Data Sharing and Research Parasites
On January 21, 2016, the Editors of the New England Journal of Medicine, Dan L. Longo, M.D., and Jeffrey M. Drazen, M.D., published an editorial that characterized scientists who re-analyzed published data sets as "research parasites" (N Engl J Med 2016; 374:276-277). Many groups of scientists wrote thoughtful Letters to the Editor in response. While the NEJM published some responses, many, including one initiated by the members of the FGED Society and endorsed by many others, were rejected. This page was created to allow the FGED Society's letter to be published and made part of the public record.
A complete list of signatories to this letter is provided below. We encorage further discussion of this on social media and have set up a Facebook page for this purpose. On Twitter, use the hashtag #ResearchParasites.
A reply to “Data Sharing”
Recently, the New England Journal of Medicine and five other journals published “Sharing Clinical Trial Data — A Proposal from the International Committee of Medical Journal Editors (ICMJE)”[1-6]. The proposal was followed the next day by an NEJM editorial from Longo and Drazen titled “Data Sharing”. We wish to simultaneously reply to both the initial proposal and the editorial as we have serious concerns with both the proposal and an editorial that allow primary authors to retain control of shared data and emphasize the importance of maximizing benefit to the primary authors.
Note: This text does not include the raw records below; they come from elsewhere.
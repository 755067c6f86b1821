use crate::error::Result;
use serde_json::{Map, Value};
use std::path::PathBuf;
use tracing::{debug, warn};

/// A string-keyed slot store with `localStorage` semantics: whole values in, whole values out.
pub trait KeyValueStore {
    fn get_item(&self, key: &str) -> Result<Option<String>>;
    fn set_item(&self, key: &str, value: &str) -> Result<()>;
}

/// Every slot lives in one JSON object file, e.g. `{"aiReviews": "[...]"}`.
pub struct FileStore {
    path: PathBuf,
}

impl FileStore {
    pub fn new(path: impl Into<PathBuf>) -> Self {
        FileStore { path: path.into() }
    }

    fn read_slots(&self) -> Result<Map<String, Value>> {
        if !self.path.exists() {
            return Ok(Map::new());
        }
        let raw = std::fs::read_to_string(&self.path)?;
        if raw.trim().is_empty() {
            return Ok(Map::new());
        }
        Ok(serde_json::from_str(&raw)?)
    }
}

impl KeyValueStore for FileStore {
    fn get_item(&self, key: &str) -> Result<Option<String>> {
        let slots = self.read_slots()?;
        Ok(slots.get(key).map(|value| match value {
            Value::String(s) => s.clone(),
            other => other.to_string(),
        }))
    }

    fn set_item(&self, key: &str, value: &str) -> Result<()> {
        let mut slots = self.read_slots().unwrap_or_else(|e| {
            warn!(path = %self.path.display(), error = %e, "store file unreadable, starting over");
            Map::new()
        });
        slots.insert(key.to_string(), Value::String(value.to_string()));

        if let Some(parent) = self.path.parent() {
            std::fs::create_dir_all(parent)?;
        }

        // Write beside the target and rename so a crash never leaves half a file
        let tmp = self.path.with_extension("json.tmp");
        std::fs::write(&tmp, serde_json::to_string_pretty(&slots)?)?;
        std::fs::rename(&tmp, &self.path)?;

        debug!(path = %self.path.display(), key, bytes = value.len(), "slot written");
        Ok(())
    }
}

/// In-process store for tests.
#[cfg(test)]
#[derive(Default)]
pub struct MemoryStore {
    slots: std::cell::RefCell<std::collections::HashMap<String, String>>,
}

#[cfg(test)]
impl MemoryStore {
    pub fn new() -> Self {
        Self::default()
    }
}

#[cfg(test)]
impl KeyValueStore for MemoryStore {
    fn get_item(&self, key: &str) -> Result<Option<String>> {
        Ok(self.slots.borrow().get(key).cloned())
    }

    fn set_item(&self, key: &str, value: &str) -> Result<()> {
        self.slots.borrow_mut().insert(key.to_string(), value.to_string());
        Ok(())
    }
}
There are two major issues with the ICMJE proposal. First, the ICMJE propose that data should be shared no later than 6 months after publication. We believe that data should be shared upon publication and that data should be made available to the reviewers at the time of submission. Reviewers and readers cannot adequately assess the publication without access to the primary data on which it is based. Requiring release of data to reviewers at the time of submission and to readers at the time of publication also provides the journals and society with leverage that may be necessary to assure release. Moreover, this model of release allows reviewers to assure that the data is actually available as described. A previous study on the persistency of “supplemental resources” in the biomedical literatures demonstrates that long-term persistency of shared data decreases unless the data is stored with the journal or an independent, and well-funded third party (often a governmental agency). In addition, the authors of that study noted “Our work suggests that approximately 10% of all supplemental data was not available at the time of publication” even though the manuscripts specifically indicated that such data was available. This suggests that a check of data availability is a necessary part of the review process.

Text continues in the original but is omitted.